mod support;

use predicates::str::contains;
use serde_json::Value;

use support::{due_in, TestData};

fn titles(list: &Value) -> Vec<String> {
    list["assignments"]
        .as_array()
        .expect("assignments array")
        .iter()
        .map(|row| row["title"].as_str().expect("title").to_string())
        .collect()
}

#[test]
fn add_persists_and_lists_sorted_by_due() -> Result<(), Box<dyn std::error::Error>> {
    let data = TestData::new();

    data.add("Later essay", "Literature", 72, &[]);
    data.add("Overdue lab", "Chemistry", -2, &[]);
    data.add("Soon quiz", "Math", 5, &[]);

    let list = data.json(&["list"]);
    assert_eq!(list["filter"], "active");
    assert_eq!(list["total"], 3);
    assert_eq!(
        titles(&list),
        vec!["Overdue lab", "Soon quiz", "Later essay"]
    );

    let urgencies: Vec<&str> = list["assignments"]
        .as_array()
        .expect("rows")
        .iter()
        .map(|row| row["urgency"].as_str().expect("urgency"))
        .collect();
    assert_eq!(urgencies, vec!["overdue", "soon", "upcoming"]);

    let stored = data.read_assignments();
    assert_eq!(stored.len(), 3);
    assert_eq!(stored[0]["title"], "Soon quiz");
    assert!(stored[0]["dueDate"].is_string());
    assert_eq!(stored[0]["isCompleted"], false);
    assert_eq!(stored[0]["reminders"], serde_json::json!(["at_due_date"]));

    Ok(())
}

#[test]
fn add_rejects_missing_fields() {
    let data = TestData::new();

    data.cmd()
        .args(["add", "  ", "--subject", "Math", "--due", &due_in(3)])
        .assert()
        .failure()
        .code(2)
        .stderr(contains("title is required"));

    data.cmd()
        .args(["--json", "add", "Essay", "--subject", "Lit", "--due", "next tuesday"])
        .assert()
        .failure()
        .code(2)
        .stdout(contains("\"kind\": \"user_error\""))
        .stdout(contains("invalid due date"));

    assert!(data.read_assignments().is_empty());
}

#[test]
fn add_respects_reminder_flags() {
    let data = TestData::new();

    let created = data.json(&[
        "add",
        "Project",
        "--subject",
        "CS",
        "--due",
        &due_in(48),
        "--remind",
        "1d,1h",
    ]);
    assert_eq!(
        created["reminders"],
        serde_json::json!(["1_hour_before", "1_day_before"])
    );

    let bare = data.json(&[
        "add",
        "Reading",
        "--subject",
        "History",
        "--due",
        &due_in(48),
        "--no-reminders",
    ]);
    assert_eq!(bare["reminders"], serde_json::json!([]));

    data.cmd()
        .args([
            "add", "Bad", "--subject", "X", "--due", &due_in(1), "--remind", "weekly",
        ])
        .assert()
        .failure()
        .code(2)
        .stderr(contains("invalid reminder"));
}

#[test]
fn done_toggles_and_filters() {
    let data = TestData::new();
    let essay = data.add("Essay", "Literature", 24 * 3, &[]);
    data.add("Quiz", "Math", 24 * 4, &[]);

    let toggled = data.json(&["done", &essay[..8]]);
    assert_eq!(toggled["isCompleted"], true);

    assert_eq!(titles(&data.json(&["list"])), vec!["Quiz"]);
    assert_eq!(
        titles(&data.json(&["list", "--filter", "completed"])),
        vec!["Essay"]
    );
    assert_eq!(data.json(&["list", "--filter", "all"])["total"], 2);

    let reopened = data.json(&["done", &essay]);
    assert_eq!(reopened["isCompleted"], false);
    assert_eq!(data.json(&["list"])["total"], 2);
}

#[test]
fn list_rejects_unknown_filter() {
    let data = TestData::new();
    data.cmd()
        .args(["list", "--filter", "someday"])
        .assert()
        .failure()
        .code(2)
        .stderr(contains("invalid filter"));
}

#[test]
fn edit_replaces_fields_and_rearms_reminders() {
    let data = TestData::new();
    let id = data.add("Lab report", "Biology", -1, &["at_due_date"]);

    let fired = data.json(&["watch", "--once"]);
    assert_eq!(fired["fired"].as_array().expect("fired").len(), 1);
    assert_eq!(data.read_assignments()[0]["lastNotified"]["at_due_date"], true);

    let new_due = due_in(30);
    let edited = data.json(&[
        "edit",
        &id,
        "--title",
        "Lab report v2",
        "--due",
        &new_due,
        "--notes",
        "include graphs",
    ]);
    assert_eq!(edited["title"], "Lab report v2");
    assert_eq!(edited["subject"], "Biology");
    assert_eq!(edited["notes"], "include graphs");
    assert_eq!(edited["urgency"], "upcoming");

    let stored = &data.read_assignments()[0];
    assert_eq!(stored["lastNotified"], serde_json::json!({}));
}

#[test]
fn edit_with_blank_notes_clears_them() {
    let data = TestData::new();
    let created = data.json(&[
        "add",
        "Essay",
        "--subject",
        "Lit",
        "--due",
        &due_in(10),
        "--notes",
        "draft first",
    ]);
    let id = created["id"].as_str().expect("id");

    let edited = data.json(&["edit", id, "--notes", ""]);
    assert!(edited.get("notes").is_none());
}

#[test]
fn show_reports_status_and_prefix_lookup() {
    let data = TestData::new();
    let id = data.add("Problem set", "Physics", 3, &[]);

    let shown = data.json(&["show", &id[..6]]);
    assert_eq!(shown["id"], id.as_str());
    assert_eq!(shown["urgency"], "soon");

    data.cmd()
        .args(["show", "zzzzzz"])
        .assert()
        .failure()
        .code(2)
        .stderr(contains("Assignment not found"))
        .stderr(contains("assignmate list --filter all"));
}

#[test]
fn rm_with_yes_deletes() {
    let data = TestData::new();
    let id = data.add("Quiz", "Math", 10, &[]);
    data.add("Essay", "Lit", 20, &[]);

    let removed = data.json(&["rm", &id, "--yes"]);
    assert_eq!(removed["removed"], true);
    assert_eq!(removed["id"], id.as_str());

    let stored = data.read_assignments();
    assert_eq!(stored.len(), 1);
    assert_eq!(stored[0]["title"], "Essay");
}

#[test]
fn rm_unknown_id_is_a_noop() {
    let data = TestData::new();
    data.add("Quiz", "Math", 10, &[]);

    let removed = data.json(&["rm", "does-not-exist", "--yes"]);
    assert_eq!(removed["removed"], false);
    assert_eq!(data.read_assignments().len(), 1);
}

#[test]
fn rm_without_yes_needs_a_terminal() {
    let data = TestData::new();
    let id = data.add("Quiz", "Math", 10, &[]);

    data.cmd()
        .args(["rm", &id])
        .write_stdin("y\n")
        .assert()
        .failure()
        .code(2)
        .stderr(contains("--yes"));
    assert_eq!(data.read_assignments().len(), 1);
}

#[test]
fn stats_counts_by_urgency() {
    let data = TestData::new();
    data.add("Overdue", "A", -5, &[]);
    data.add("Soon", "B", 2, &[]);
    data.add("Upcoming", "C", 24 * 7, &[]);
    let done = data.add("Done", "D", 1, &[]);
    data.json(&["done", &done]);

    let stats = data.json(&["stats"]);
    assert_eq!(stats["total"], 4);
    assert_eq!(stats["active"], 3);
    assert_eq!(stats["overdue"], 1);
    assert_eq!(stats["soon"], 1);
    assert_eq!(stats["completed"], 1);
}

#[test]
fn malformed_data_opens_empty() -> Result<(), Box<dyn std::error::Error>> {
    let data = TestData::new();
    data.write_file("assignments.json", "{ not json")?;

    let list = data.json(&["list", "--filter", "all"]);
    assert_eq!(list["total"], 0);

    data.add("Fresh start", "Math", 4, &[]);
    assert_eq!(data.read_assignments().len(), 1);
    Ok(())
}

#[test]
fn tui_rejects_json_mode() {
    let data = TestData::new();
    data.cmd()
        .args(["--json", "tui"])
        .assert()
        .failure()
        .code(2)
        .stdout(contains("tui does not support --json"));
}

════════════════════

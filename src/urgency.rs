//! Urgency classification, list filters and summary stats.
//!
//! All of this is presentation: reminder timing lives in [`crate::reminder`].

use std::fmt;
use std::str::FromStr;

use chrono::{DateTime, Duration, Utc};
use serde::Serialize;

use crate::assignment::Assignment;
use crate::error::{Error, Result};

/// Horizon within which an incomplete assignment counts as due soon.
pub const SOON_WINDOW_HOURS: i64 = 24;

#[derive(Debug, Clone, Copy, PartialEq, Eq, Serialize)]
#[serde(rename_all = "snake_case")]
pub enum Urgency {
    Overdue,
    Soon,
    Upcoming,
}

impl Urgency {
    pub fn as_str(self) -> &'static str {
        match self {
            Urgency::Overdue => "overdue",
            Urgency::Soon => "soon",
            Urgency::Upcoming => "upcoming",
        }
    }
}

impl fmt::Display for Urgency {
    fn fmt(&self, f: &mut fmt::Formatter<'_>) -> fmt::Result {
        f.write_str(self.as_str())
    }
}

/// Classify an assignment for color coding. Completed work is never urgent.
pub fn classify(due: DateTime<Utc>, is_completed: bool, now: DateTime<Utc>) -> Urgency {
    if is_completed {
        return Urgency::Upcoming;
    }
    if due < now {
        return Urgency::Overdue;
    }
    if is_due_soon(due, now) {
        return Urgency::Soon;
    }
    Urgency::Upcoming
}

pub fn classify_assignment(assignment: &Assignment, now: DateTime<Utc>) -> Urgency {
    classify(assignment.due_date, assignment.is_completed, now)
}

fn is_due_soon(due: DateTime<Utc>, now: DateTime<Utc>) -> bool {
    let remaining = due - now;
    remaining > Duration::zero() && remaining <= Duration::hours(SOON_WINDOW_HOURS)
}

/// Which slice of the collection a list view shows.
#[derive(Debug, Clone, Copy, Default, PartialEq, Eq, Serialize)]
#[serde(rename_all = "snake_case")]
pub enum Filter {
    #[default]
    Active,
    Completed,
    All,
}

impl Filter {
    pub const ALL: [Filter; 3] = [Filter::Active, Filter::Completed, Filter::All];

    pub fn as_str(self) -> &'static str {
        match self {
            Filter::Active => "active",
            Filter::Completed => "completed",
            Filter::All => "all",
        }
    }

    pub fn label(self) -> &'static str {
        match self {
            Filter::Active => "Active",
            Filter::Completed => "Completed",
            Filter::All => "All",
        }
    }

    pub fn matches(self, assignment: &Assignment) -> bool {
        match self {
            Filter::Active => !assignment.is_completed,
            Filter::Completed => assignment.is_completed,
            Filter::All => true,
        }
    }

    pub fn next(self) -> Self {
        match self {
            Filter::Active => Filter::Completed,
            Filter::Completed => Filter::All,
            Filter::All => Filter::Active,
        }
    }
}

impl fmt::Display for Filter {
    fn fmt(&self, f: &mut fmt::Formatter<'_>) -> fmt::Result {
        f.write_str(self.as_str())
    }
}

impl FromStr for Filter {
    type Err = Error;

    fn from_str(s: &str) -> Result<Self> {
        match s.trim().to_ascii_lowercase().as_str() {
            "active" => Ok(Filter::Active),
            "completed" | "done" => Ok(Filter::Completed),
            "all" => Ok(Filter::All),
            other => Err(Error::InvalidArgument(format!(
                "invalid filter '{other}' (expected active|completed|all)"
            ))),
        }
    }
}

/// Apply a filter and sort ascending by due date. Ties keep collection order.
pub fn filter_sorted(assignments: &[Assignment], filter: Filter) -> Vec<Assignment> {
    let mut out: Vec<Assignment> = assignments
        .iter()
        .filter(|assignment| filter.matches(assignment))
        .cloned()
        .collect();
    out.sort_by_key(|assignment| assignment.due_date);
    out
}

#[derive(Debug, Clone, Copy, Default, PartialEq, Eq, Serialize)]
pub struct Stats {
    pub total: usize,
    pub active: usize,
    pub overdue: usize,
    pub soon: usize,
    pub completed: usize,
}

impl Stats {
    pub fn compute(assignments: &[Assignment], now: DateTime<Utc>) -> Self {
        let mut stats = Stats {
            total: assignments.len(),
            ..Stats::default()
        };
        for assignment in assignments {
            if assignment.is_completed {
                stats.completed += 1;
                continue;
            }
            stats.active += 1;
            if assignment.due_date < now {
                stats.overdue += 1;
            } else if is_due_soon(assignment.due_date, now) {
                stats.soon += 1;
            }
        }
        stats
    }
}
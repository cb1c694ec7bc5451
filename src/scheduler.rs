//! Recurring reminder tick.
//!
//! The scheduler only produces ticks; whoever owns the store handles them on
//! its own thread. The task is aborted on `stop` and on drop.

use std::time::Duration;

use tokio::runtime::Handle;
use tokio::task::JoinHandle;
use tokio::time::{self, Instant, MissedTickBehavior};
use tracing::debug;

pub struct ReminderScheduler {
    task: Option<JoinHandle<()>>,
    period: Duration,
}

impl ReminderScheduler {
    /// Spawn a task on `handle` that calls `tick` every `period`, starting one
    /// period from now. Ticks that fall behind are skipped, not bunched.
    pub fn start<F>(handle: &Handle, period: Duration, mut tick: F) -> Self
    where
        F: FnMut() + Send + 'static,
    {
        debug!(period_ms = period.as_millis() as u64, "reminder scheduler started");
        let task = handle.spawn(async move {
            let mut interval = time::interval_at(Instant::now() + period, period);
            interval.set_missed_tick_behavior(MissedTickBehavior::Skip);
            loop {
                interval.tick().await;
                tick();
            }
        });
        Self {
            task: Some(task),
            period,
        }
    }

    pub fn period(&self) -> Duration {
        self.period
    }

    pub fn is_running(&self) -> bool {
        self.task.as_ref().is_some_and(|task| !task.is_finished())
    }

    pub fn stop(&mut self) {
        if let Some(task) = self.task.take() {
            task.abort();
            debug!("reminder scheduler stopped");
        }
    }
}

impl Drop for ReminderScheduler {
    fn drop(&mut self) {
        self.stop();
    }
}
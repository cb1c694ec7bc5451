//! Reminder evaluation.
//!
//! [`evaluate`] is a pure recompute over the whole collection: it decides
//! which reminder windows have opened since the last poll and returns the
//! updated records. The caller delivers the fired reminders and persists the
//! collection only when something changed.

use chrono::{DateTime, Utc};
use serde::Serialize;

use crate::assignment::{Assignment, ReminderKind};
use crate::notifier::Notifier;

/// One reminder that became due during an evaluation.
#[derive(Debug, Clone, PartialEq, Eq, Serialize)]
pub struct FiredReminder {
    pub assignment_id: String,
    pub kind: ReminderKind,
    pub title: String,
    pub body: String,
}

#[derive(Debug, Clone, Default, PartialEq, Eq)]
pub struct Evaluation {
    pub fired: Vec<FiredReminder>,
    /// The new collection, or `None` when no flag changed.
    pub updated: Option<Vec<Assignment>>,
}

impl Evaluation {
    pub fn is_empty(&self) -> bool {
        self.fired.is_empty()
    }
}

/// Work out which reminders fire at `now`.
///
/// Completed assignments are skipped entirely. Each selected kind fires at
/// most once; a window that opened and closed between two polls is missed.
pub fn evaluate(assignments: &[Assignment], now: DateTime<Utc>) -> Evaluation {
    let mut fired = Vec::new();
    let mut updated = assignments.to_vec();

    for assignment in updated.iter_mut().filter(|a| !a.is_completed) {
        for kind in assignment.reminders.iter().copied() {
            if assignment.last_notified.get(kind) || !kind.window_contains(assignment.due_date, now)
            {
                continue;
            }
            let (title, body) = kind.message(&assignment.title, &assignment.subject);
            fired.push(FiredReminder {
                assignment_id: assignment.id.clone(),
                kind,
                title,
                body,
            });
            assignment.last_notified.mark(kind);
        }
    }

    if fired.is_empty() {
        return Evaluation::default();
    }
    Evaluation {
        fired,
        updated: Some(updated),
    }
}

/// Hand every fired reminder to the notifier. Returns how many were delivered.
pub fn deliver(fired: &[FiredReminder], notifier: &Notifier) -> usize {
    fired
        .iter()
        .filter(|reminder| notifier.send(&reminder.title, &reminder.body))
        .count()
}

════════════════════

Task brief
Everything from the line with "mod support;" through the line with "fn add_persists_and_lists_sorted_by_due() ->" should be written out exactly as it appears above, end lines included, and nothing outside that range.

Response to this task
mod support;

use predicates::str::contains;
use serde_json::Value;

use support::{due_in, TestData};

fn titles(list: &Value) -> Vec<String> {
    list["assignments"]
        .as_array()
        .expect("assignments array")
        .iter()
        .map(|row| row["title"].as_str().expect("title").to_string())
        .collect()
}

#[test]
fn add_persists_and_lists_sorted_by_due() -> Result<(), Box<dyn std::error::Error>> {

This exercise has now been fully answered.